WHAT TO WORK ON: Pick every line out of the entries below that holds the string "Send", and report them.

Stored records:
↓

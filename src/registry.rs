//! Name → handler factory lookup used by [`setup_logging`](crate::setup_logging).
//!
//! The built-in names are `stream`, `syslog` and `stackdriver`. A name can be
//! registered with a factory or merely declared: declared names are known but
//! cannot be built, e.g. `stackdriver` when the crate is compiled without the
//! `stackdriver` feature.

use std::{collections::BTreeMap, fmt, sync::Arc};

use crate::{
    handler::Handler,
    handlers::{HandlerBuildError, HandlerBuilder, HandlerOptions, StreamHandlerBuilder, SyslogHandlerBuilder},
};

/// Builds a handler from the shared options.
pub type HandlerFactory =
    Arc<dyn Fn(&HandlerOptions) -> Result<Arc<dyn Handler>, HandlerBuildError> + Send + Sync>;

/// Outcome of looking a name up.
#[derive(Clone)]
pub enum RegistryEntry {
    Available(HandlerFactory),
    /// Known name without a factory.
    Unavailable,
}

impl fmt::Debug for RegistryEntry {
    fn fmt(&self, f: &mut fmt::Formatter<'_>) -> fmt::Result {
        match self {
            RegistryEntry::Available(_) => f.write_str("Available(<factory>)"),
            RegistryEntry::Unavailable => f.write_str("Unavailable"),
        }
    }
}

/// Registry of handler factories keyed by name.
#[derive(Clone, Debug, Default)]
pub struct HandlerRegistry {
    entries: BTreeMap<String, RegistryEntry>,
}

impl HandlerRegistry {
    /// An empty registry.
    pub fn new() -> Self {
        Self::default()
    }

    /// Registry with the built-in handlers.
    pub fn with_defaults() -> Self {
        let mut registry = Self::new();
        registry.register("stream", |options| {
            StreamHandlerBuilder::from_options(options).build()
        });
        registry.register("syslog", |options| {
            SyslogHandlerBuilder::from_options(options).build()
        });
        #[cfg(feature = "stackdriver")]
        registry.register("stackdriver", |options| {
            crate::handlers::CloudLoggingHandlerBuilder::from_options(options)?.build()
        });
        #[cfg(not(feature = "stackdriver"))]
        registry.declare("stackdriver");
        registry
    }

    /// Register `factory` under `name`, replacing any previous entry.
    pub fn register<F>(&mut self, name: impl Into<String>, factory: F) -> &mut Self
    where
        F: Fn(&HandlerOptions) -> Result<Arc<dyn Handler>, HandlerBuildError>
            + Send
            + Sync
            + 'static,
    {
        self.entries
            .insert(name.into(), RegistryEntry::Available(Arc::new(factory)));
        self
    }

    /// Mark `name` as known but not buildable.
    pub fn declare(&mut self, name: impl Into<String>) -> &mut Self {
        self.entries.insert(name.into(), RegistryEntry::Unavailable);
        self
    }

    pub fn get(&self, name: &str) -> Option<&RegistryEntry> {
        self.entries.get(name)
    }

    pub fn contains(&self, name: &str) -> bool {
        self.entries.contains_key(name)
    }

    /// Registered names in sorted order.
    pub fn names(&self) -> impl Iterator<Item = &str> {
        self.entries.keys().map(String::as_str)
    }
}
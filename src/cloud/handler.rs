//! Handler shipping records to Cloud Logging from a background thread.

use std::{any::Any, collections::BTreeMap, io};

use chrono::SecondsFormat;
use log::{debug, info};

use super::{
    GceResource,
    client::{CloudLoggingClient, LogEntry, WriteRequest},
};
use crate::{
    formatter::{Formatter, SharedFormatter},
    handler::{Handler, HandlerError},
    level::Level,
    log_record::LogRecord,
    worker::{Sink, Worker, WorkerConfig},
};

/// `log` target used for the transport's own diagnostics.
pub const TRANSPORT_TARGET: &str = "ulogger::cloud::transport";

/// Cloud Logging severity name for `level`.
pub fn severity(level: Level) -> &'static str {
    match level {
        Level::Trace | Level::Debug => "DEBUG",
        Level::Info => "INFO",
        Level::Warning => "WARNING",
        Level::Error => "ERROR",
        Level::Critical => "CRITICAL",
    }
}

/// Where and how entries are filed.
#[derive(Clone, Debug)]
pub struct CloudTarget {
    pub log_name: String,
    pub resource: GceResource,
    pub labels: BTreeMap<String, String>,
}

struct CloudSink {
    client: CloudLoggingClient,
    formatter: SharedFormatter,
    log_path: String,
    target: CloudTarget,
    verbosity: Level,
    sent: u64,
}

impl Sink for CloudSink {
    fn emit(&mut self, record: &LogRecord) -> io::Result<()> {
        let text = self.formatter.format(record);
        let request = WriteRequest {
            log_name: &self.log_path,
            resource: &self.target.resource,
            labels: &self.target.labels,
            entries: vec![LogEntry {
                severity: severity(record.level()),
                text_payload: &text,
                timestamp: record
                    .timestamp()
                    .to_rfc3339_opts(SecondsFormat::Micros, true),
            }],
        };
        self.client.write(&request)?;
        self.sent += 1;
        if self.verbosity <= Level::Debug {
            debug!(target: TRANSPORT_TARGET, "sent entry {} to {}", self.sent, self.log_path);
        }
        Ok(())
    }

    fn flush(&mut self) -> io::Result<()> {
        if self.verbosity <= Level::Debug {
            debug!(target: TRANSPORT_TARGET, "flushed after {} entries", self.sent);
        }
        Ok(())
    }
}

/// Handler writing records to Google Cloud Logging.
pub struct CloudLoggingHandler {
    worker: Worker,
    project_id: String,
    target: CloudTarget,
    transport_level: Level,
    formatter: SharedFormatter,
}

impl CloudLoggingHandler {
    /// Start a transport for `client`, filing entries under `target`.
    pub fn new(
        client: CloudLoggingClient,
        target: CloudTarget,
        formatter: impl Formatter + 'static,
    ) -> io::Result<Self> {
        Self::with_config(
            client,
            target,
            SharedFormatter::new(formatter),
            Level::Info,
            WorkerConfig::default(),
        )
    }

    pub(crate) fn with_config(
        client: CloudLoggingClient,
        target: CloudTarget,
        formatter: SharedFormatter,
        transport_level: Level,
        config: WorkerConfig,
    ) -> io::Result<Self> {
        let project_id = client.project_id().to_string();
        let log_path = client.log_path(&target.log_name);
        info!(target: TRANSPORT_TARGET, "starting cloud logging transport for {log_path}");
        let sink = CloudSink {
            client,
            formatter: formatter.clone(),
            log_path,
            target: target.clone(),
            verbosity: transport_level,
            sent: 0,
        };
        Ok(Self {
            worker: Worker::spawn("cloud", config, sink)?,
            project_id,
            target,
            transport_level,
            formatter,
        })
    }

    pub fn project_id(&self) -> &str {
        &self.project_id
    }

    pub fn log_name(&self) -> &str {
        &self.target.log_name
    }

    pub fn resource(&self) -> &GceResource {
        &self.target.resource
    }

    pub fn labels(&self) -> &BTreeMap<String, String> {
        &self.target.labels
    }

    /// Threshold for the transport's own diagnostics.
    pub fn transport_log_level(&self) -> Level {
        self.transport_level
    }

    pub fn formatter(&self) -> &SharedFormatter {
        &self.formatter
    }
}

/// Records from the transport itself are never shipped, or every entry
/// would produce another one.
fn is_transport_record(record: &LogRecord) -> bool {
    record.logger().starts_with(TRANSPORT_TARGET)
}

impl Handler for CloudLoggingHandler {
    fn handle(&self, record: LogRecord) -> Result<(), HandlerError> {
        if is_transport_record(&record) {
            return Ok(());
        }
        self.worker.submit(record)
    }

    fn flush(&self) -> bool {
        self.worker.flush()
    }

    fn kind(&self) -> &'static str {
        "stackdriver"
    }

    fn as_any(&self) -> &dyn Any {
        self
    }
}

↑

TASK SOLUTION:
    Arc<dyn Fn(&HandlerOptions) -> Result<Arc<dyn Handler>, HandlerBuildError> + Send + Sync>;
            + Send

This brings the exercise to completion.